A Brain-inspired Embodied Intelligence for Fluid and Fast Reflexive Robotics Control
Weiyu Guo, He Zhang, Pengteng Li, Tiefu Cai, Ziyang Chen, Yandong Guo, Xiao He, Yongkui Yang, Ying Sun, Hui Xiong
TL;DR
This work introduces NeuroVLA, a brain-inspired, tri-level framework for embodied robotics that decouples semantic planning from fast motor control by distributing computation across cortical (CUDA) and neuromorphic (cerebellar and spinal) tiers. By incorporating a Vision-Language Model backbone with Layer-wise Semantic Distillation (Q-Former), a cerebellar module implementing gated recurrent modulation, and a spiking spinal module with residual dynamics, the approach achieves low-latency reflexes and energy efficiency while retaining open-vocabulary reasoning. Key findings include substantial damping of high-frequency motor noise, emergent motor primitives without extensive supervision, and fast safety reflexes (<20 ms) enabled by local spinal reflex loops, with hardware validation showing 2.19 ms latency and 0.87 mJ per inference on an FPGA-based neuromorphic processor.
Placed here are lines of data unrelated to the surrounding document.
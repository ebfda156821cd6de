// Copyright 2021-2024 SecureDNA Stiftung (SecureDNA Foundation) <licensing@securedna.org>
// SPDX-License-Identifier: MIT OR Apache-2.0

//! JSON wire types for the subset of the Cloud KMS v1 REST API we call.
//!
//! Field names follow the proto3 JSON mapping: camelCase, `bytes` as standard
//! base64, `int64` (the CRC32C checksums) as decimal strings, and default
//! values omitted from responses.

use serde::{Deserialize, Serialize};
use serde_with::base64::Base64;
use serde_with::{serde_as, DisplayFromStr};
use sha2::Digest as _;

#[derive(Debug, Clone, Copy, PartialEq, Eq, Serialize, Deserialize)]
#[serde(rename_all = "SCREAMING_SNAKE_CASE")]
pub enum ProtectionLevel {
    Software,
    Hsm,
    External,
    ExternalVpc,
    #[serde(other, rename = "PROTECTION_LEVEL_UNSPECIFIED")]
    Unspecified,
}

serde_plain::derive_display_from_serialize!(ProtectionLevel);

#[derive(Debug, Clone, Copy, PartialEq, Eq, Serialize, Deserialize)]
#[serde(rename_all = "SCREAMING_SNAKE_CASE")]
pub enum CryptoKeyPurpose {
    AsymmetricSign,
    #[serde(other, rename = "CRYPTO_KEY_PURPOSE_UNSPECIFIED")]
    Unspecified,
}

/// Signing algorithms. Anything else the service reports (encryption, MAC)
/// deserializes as `Other`.
#[derive(Debug, Clone, Copy, PartialEq, Eq, Serialize, Deserialize)]
pub enum CryptoKeyVersionAlgorithm {
    #[serde(rename = "EC_SIGN_P256_SHA256")]
    EcSignP256Sha256,
    #[serde(rename = "EC_SIGN_P384_SHA384")]
    EcSignP384Sha384,
    #[serde(rename = "EC_SIGN_SECP256K1_SHA256")]
    EcSignSecp256k1Sha256,
    #[serde(rename = "RSA_SIGN_PSS_2048_SHA256")]
    RsaSignPss2048Sha256,
    #[serde(rename = "RSA_SIGN_PSS_3072_SHA256")]
    RsaSignPss3072Sha256,
    #[serde(rename = "RSA_SIGN_PSS_4096_SHA256")]
    RsaSignPss4096Sha256,
    #[serde(rename = "RSA_SIGN_PSS_4096_SHA512")]
    RsaSignPss4096Sha512,
    #[serde(rename = "RSA_SIGN_PKCS1_2048_SHA256")]
    RsaSignPkcs12048Sha256,
    #[serde(rename = "RSA_SIGN_PKCS1_3072_SHA256")]
    RsaSignPkcs13072Sha256,
    #[serde(rename = "RSA_SIGN_PKCS1_4096_SHA256")]
    RsaSignPkcs14096Sha256,
    #[serde(rename = "RSA_SIGN_PKCS1_4096_SHA512")]
    RsaSignPkcs14096Sha512,
    #[serde(other, rename = "CRYPTO_KEY_VERSION_ALGORITHM_UNSPECIFIED")]
    Other,
}

serde_plain::derive_display_from_serialize!(CryptoKeyVersionAlgorithm);

#[derive(Debug, Clone, Copy, PartialEq, Eq)]
pub enum DigestKind {
    Sha256,
    Sha384,
    Sha512,
}

impl CryptoKeyVersionAlgorithm {
    /// The digest the service expects in an `asymmetricSign` request for this algorithm.
    pub fn digest_kind(self) -> Option<DigestKind> {
        use CryptoKeyVersionAlgorithm::*;
        match self {
            EcSignP256Sha256
            | EcSignSecp256k1Sha256
            | RsaSignPss2048Sha256
            | RsaSignPss3072Sha256
            | RsaSignPss4096Sha256
            | RsaSignPkcs12048Sha256
            | RsaSignPkcs13072Sha256
            | RsaSignPkcs14096Sha256 => Some(DigestKind::Sha256),
            EcSignP384Sha384 => Some(DigestKind::Sha384),
            RsaSignPss4096Sha512 | RsaSignPkcs14096Sha512 => Some(DigestKind::Sha512),
            Other => None,
        }
    }
}

impl DigestKind {
    pub fn digest(self, message: &[u8]) -> Digest {
        match self {
            DigestKind::Sha256 => Digest {
                sha256: Some(sha2::Sha256::digest(message).to_vec()),
                ..Default::default()
            },
            DigestKind::Sha384 => Digest {
                sha384: Some(sha2::Sha384::digest(message).to_vec()),
                ..Default::default()
            },
            DigestKind::Sha512 => Digest {
                sha512: Some(sha2::Sha512::digest(message).to_vec()),
                ..Default::default()
            },
        }
    }
}

#[derive(Debug, Clone, Copy, PartialEq, Eq, Serialize, Deserialize)]
#[serde(rename_all = "SCREAMING_SNAKE_CASE")]
pub enum CryptoKeyVersionState {
    PendingGeneration,
    Enabled,
    Disabled,
    Destroyed,
    DestroyScheduled,
    PendingImport,
    ImportFailed,
    GenerationFailed,
    PendingExternalDestruction,
    ExternalDestructionFailed,
    #[serde(other, rename = "CRYPTO_KEY_VERSION_STATE_UNSPECIFIED")]
    Unspecified,
}

serde_plain::derive_display_from_serialize!(CryptoKeyVersionState);

#[derive(Debug, Clone, PartialEq, Eq, Serialize, Deserialize)]
#[serde(rename_all = "camelCase")]
pub struct CryptoKeyVersionTemplate {
    pub algorithm: CryptoKeyVersionAlgorithm,
    pub protection_level: ProtectionLevel,
}

#[derive(Debug, Clone, PartialEq, Eq, Serialize, Deserialize)]
#[serde(rename_all = "camelCase")]
pub struct CryptoKeyVersion {
    pub name: String,
    #[serde(default = "unspecified_state")]
    pub state: CryptoKeyVersionState,
    #[serde(default, skip_serializing_if = "Option::is_none")]
    pub protection_level: Option<ProtectionLevel>,
    #[serde(default, skip_serializing_if = "Option::is_none")]
    pub algorithm: Option<CryptoKeyVersionAlgorithm>,
    #[serde(default, skip_serializing_if = "Option::is_none")]
    pub create_time: Option<String>,
    #[serde(default, skip_serializing_if = "Option::is_none")]
    pub generate_time: Option<String>,
}

fn unspecified_state() -> CryptoKeyVersionState {
    CryptoKeyVersionState::Unspecified
}

/// Body of `cryptoKeys.create`.
#[derive(Debug, Clone, Serialize)]
#[serde(rename_all = "camelCase")]
pub struct NewCryptoKey {
    pub purpose: CryptoKeyPurpose,
    pub version_template: CryptoKeyVersionTemplate,
}

#[derive(Debug, Clone, PartialEq, Eq, Serialize, Deserialize)]
#[serde(rename_all = "camelCase")]
pub struct CryptoKey {
    pub name: String,
    #[serde(default, skip_serializing_if = "Option::is_none")]
    pub purpose: Option<CryptoKeyPurpose>,
    #[serde(default, skip_serializing_if = "Option::is_none")]
    pub create_time: Option<String>,
    #[serde(default, skip_serializing_if = "Option::is_none")]
    pub version_template: Option<CryptoKeyVersionTemplate>,
}

#[serde_as]
#[derive(Debug, Clone, PartialEq, Eq, Serialize, Deserialize)]
#[serde(rename_all = "camelCase")]
pub struct PublicKey {
    pub pem: String,
    pub algorithm: CryptoKeyVersionAlgorithm,
    #[serde_as(as = "Option<DisplayFromStr>")]
    #[serde(skip_serializing_if = "Option::is_none")]
    pub pem_crc32c: Option<u32>,
    /// The version this key belongs to.
    #[serde(default)]
    pub name: String,
    #[serde(default, skip_serializing_if = "Option::is_none")]
    pub protection_level: Option<ProtectionLevel>,
}

#[derive(Debug, Clone, Serialize)]
#[serde(rename_all = "camelCase")]
pub struct GenerateRandomBytesRequest {
    pub length_bytes: u32,
    pub protection_level: ProtectionLevel,
}

#[serde_as]
#[derive(Debug, Clone, Deserialize)]
#[serde(rename_all = "camelCase")]
pub struct GenerateRandomBytesResponse {
    #[serde_as(as = "Base64")]
    #[serde(default)]
    pub data: Vec<u8>,
    #[serde_as(as = "Option<DisplayFromStr>")]
    pub data_crc32c: Option<u32>,
}

/// Exactly one field is set.
#[serde_as]
#[derive(Debug, Clone, Default, PartialEq, Eq, Serialize, Deserialize)]
pub struct Digest {
    #[serde_as(as = "Option<Base64>")]
    #[serde(skip_serializing_if = "Option::is_none")]
    pub sha256: Option<Vec<u8>>,
    #[serde_as(as = "Option<Base64>")]
    #[serde(skip_serializing_if = "Option::is_none")]
    pub sha384: Option<Vec<u8>>,
    #[serde_as(as = "Option<Base64>")]
    #[serde(skip_serializing_if = "Option::is_none")]
    pub sha512: Option<Vec<u8>>,
}

impl Digest {
    pub fn bytes(&self) -> &[u8] {
        self.sha256
            .as_deref()
            .or(self.sha384.as_deref())
            .or(self.sha512.as_deref())
            .unwrap_or_default()
    }
}

#[serde_as]
#[derive(Debug, Clone, Serialize)]
#[serde(rename_all = "camelCase")]
pub struct AsymmetricSignRequest {
    pub digest: Digest,
    #[serde_as(as = "Option<DisplayFromStr>")]
    #[serde(skip_serializing_if = "Option::is_none")]
    pub digest_crc32c: Option<u32>,
}

#[serde_as]
#[derive(Debug, Clone, PartialEq, Eq, Serialize, Deserialize)]
#[serde(rename_all = "camelCase")]
pub struct AsymmetricSignResponse {
    #[serde_as(as = "Base64")]
    #[serde(default)]
    pub signature: Vec<u8>,
    #[serde_as(as = "Option<DisplayFromStr>")]
    #[serde(skip_serializing_if = "Option::is_none")]
    pub signature_crc32c: Option<u32>,
    #[serde(default)]
    pub verified_digest_crc32c: bool,
    /// The version that produced the signature.
    #[serde(default)]
    pub name: String,
    #[serde(default, skip_serializing_if = "Option::is_none")]
    pub protection_level: Option<ProtectionLevel>,
}

/// Google API error envelope, returned with every >=400 response.
#[derive(Debug, Clone, Deserialize)]
pub struct ApiErrorBody {
    pub error: ApiErrorStatus,
}

#[derive(Debug, Clone, Deserialize)]
pub struct ApiErrorStatus {
    pub code: u16,
    #[serde(default)]
    pub message: String,
    #[serde(default)]
    pub status: String,
}

#[cfg(test)]
mod tests {
    use super::*;

    #[test]
    fn random_bytes_response_decodes_proto3_json() {
        let resp: GenerateRandomBytesResponse =
            serde_json::from_str(r#"{"data": "AAEC/w==", "dataCrc32c": "1234"}"#).unwrap();
        assert_eq!(resp.data, vec![0, 1, 2, 255]);
        assert_eq!(resp.data_crc32c, Some(1234));

        let empty: GenerateRandomBytesResponse = serde_json::from_str("{}").unwrap();
        assert!(empty.data.is_empty());
        assert_eq!(empty.data_crc32c, None);
    }

    #[test]
    fn sign_request_encodes_digest_and_checksum_as_strings() {
        let req = AsymmetricSignRequest {
            digest: Digest {
                sha256: Some(vec![0xde, 0xad]),
                ..Default::default()
            },
            digest_crc32c: Some(42),
        };
        assert_eq!(
            serde_json::to_value(&req).unwrap(),
            serde_json::json!({"digest": {"sha256": "3q0="}, "digestCrc32c": "42"})
        );
    }

    #[test]
    fn unknown_enum_values_fall_back() {
        let version: CryptoKeyVersion = serde_json::from_str(
            r#"{"name": "v", "state": "SOMETHING_NEW", "algorithm": "GOOGLE_SYMMETRIC_ENCRYPTION"}"#,
        )
        .unwrap();
        assert_eq!(version.state, CryptoKeyVersionState::Unspecified);
        assert_eq!(version.algorithm, Some(CryptoKeyVersionAlgorithm::Other));
        assert_eq!(CryptoKeyVersionAlgorithm::Other.digest_kind(), None);
    }

    #[test]
    fn digest_kinds_follow_algorithm_suffix() {
        use CryptoKeyVersionAlgorithm::*;
        assert_eq!(EcSignP256Sha256.digest_kind(), Some(DigestKind::Sha256));
        assert_eq!(EcSignP384Sha384.digest_kind(), Some(DigestKind::Sha384));
        assert_eq!(RsaSignPss4096Sha512.digest_kind(), Some(DigestKind::Sha512));
        assert_eq!(RsaSignPkcs13072Sha256.digest_kind(), Some(DigestKind::Sha256));

        let digest = DigestKind::Sha384.digest(b"hello");
        assert_eq!(digest.bytes().len(), 48);
        assert!(digest.sha256.is_none() && digest.sha512.is_none());
    }

    #[test]
    fn displays_wire_names() {
        assert_eq!(
            CryptoKeyVersionAlgorithm::RsaSignPkcs12048Sha256.to_string(),
            "RSA_SIGN_PKCS1_2048_SHA256"
        );
        assert_eq!(
            CryptoKeyVersionState::PendingGeneration.to_string(),
            "PENDING_GENERATION"
        );
        assert_eq!(ProtectionLevel::Hsm.to_string(), "HSM");
    }

    #[test]
    fn error_envelope_decodes() {
        let body: ApiErrorBody = serde_json::from_str(
            r#"{"error": {"code": 404, "message": "KeyRing not found.", "status": "NOT_FOUND"}}"#,
        )
        .unwrap();
        assert_eq!(body.error.code, 404);
        assert_eq!(body.error.status, "NOT_FOUND");
    }
}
The results demonstrate robust, energy-efficient embodied intelligence with real-world applicability, highlighting the value of reinstating a biological motor hierarchy for scalable, adaptive robots.
Abstract
Recent advances in embodied intelligence have leveraged massive scaling of data and model parameters to master natural-language command following and multi-task control. In contrast, biological systems demonstrate an innate ability to acquire skills rapidly from sparse experience. Crucially, current robotic policies struggle to replicate the dynamic stability, reflexive responsiveness, and temporal memory inherent in biological motion. Here we present Neuromorphic Vision-Language-Action (NeuroVLA), a framework that mimics the structural organization of the bio-nervous system between the cortex, cerebellum, and spinal cord. We adopt a system-level bio-inspired design: a high-level model plans goals, an adaptive cerebellum module stabilizes motion using high-frequency sensors feedback, and a bio-inspired spinal layer executes lightning-fast actions generation. NeuroVLA represents the first deployment of a neuromorphic VLA on physical robotics, achieving state-of-the-art performance. We observe the emergence of biological motor characteristics without additional data or special guidance: it stops the shaking in robotic arms, saves significant energy(only 0.4w on Neuromorphic Processor), shows temporal memory ability and triggers safety reflexes in less than 20 milliseconds.